§ WHAT IS EXPECTED
Could you return every record below without changing a word?

#### PROVIDED INFORMATION

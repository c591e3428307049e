//! repository handles
//!
//! A handle is the stack of store layers used to read one repository:
//!
//! ```text
//! RepositoryHandle   shared, immutable, one per owner/name
//!        │
//!   DedupStore       concurrent loads of one hash share a request
//!        │
//!   RefCachedStore   last known refs, used when the remote is unreachable
//!        │
//!   CachedStore      immutable objects kept in the cache namespace
//!        │
//!   remote           GithubStore or GitStore, from a RemoteConnector
//! ```

mod builder;
mod cache;
mod cached;
mod connector;
mod dedup;
mod ref_cache;
mod registry;
mod repository;

pub use builder::HandleBuilder;
pub use cache::{CacheNamespace, CacheRoot};
pub use cached::CachedStore;
pub use connector::{GithubConnector, LocalConnector, RemoteConnector};
pub use dedup::DedupStore;
pub use ref_cache::RefCachedStore;
pub use registry::Registry;
pub use repository::RepositoryHandle;
//! Sync error types.

use thiserror::Error;

use crate::storage::{InvalidNameError, StorageError};

/// Result type for sync operations.
pub type SyncResult<T> = Result<T, SyncError>;

/// Errors delivered to the caller of a sync job.
#[derive(Debug, Error)]
pub enum SyncError {
    /// Only reads are implemented; every other method fails immediately.
    #[error("Only \"read\" supported at this stage")]
    UnsupportedMethod(String),

    /// The branch's root tree has no subtree named after the collection.
    #[error("Collection not found")]
    CollectionNotFound { collection: String },

    /// The collection subtree has no `<id>.json`.
    #[error("model not found")]
    ModelNotFound { collection: String, id: String },

    /// A record blob is not valid JSON.
    #[error("invalid record JSON: {0}")]
    Json(#[from] serde_json::Error),

    /// No repository could be derived from the model address or the options.
    #[error("unknown repository: {0}")]
    UnknownRepository(String),

    /// The model has no address, neither its own nor through a collection.
    #[error("model has no url")]
    MissingAddress,

    #[error("storage error: {0}")]
    Storage(#[from] StorageError),

    /// The queue went away before the job finished.
    #[error("sync queue closed before the job completed")]
    QueueClosed,

    /// At least one record of a collection failed to load.
    ///
    /// `records` holds every record in collection order with `null` in place
    /// of the failed ones; `first` is the first failure to complete.
    #[error("{first}")]
    Collection {
        #[source]
        first: Box<SyncError>,
        records: Vec<serde_json::Value>,
    },
}

impl SyncError {
    /// check if this error means the data simply isn't there
    pub fn is_not_found(&self) -> bool {
        match self {
            SyncError::CollectionNotFound { .. } | SyncError::ModelNotFound { .. } => true,
            SyncError::Storage(err) => err.is_not_found(),
            _ => false,
        }
    }

    /// the records that did load, for a partially failed collection
    pub fn partial_records(&self) -> Option<&[serde_json::Value]> {
        match self {
            SyncError::Collection { records, .. } => Some(records),
            _ => None,
        }
    }
}

impl From<InvalidNameError> for SyncError {
    fn from(err: InvalidNameError) -> Self {
        SyncError::Storage(StorageError::InvalidName(err))
    }
}

/// Result type for adapter construction and option loading.
pub type ConfigResult<T> = Result<T, ConfigError>;

/// Errors raised while building an adapter.
#[derive(Debug, Error)]
pub enum ConfigError {
    /// The default options carry no usable token.
    #[error("a credential is required to create the adapter")]
    MissingCredential,

    #[error("invalid value for {key}: '{value}'")]
    InvalidValue { key: String, value: String },

    #[error("storage error: {0}")]
    Storage(#[from] StorageError),
}
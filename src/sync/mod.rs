//! model synchronisation
//!
//! `Adapter::sync(method, model, options)` merges options, finds the
//! repository handle for the model and pushes a [`Job`] onto the
//! [`SyncQueue`]. The queue's worker, [`Resolver`], turns reads into object
//! graph walks; every other method is rejected.

mod adapter;
pub mod address;
mod error;
mod job;
mod model;
mod options;
mod queue;
mod resolver;

pub use adapter::{repository_for, Adapter};
pub use error::{ConfigError, ConfigResult, SyncError, SyncResult};
pub use job::{Job, JobHandle, Method};
pub use model::{Model, ModelEvents};
pub use options::{
    ErrorCallback, SuccessCallback, SyncOptions, ENV_BRANCH, ENV_CONCURRENCY, ENV_GITHUB_TOKEN, ENV_REPO, ENV_TOKEN,
    ENV_USER,
};
pub use queue::{JobContext, QueueStats, SyncQueue, Worker, DEFAULT_CONCURRENCY};
pub use resolver::{determine_target, load_record, resolve_collection, ReadTarget, ResolvedCollection, Resolver};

########

§ SOLVED EXERCISE
repository c591e3428307049e
//! repository handles
//!
//! A handle is the stack of store layers used to read one repository:
//!
//! ```text
//! RepositoryHandle   shared, immutable, one per owner/name
//!        │
//!   DedupStore       concurrent loads of one hash share a request
//!        │
//!   RefCachedStore   last known refs, used when the remote is unreachable
//!        │
//!   CachedStore      immutable objects kept in the cache namespace
//!        │
//!   remote           GithubStore or GitStore, from a RemoteConnector
//! ```

mod builder;
mod cache;
mod cached;
mod connector;
mod dedup;
mod ref_cache;
mod registry;
mod repository;

pub use builder::HandleBuilder;
pub use cache::{CacheNamespace, CacheRoot};
pub use cached::CachedStore;
pub use connector::{GithubConnector, LocalConnector, RemoteConnector};
pub use dedup::DedupStore;
pub use ref_cache::RefCachedStore;
pub use registry::Registry;
pub use repository::RepositoryHandle;
//! Sync error types.

use thiserror::Error;

use crate::storage::{InvalidNameError, StorageError};

/// Result type for sync operations.
pub type SyncResult<T> = Result<T, SyncError>;

/// Errors delivered to the caller of a sync job.
#[derive(Debug, Error)]
pub enum SyncError {
    /// Only reads are implemented; every other method fails immediately.
    #[error("Only \"read\" supported at this stage")]
    UnsupportedMethod(String),

    /// The branch's root tree has no subtree named after the collection.
    #[error("Collection not found")]
    CollectionNotFound { collection: String },

    /// The collection subtree has no `<id>.json`.
    #[error("model not found")]
    ModelNotFound { collection: String, id: String },

    /// A record blob is not valid JSON.
    #[error("invalid record JSON: {0}")]
    Json(#[from] serde_json::Error),

    /// No repository could be derived from the model address or the options.
    #[error("unknown repository: {0}")]
    UnknownRepository(String),

    /// The model has no address, neither its own nor through a collection.
    #[error("model has no url")]
    MissingAddress,

    #[error("storage error: {0}")]
    Storage(#[from] StorageError),

    /// The queue went away before the job finished.
    #[error("sync queue closed before the job completed")]
    QueueClosed,

    /// At least one record of a collection failed to load.
    ///
    /// `records` holds every record in collection order with `null` in place
    /// of the failed ones; `first` is the first failure to complete.
    #[error("{first}")]
    Collection {
        #[source]
        first: Box<SyncError>,
        records: Vec<serde_json::Value>,
    },
}

impl SyncError {
    /// check if this error means the data simply isn't there
    pub fn is_not_found(&self) -> bool {
        match self {
            SyncError::CollectionNotFound { .. } | SyncError::ModelNotFound { .. } => true,
            SyncError::Storage(err) => err.is_not_found(),
            _ => false,
        }
    }

    /// the records that did load, for a partially failed collection
    pub fn partial_records(&self) -> Option<&[serde_json::Value]> {
        match self {
            SyncError::Collection { records, .. } => Some(records),
            _ => None,
        }
    }
}

impl From<InvalidNameError> for SyncError {
    fn from(err: InvalidNameError) -> Self {
        SyncError::Storage(StorageError::InvalidName(err))
    }
}

/// Result type for adapter construction and option loading.
pub type ConfigResult<T> = Result<T, ConfigError>;

/// Errors raised while building an adapter.
#[derive(Debug, Error)]
pub enum ConfigError {
    /// The default options carry no usable token.
    #[error("a credential is required to create the adapter")]
    MissingCredential,

    #[error("invalid value for {key}: '{value}'")]
    InvalidValue { key: String, value: String },

    #[error("storage error: {0}")]
    Storage(#[from] StorageError),
}
filename src/sync/mod.rs
//! model synchronisation
//!
//! `Adapter::sync(method, model, options)` merges options, finds the
//! repository handle for the model and pushes a [`Job`] onto the
//! [`SyncQueue`]. The queue's worker, [`Resolver`], turns reads into object
//! graph walks; every other method is rejected.

mod adapter;
pub mod address;
mod error;
mod job;
mod model;
mod options;
mod queue;
mod resolver;

pub use adapter::{repository_for, Adapter};
pub use error::{ConfigError, ConfigResult, SyncError, SyncResult};
pub use job::{Job, JobHandle, Method};
pub use model::{Model, ModelEvents};
pub use options::{
    ErrorCallback, SuccessCallback, SyncOptions, ENV_BRANCH, ENV_CONCURRENCY, ENV_GITHUB_TOKEN, ENV_REPO, ENV_TOKEN,
    ENV_USER,
};
pub use queue::{JobContext, QueueStats, SyncQueue, Worker, DEFAULT_CONCURRENCY};
pub use resolver::{determine_target, load_record, resolve_collection, ReadTarget, ResolvedCollection, Resolver};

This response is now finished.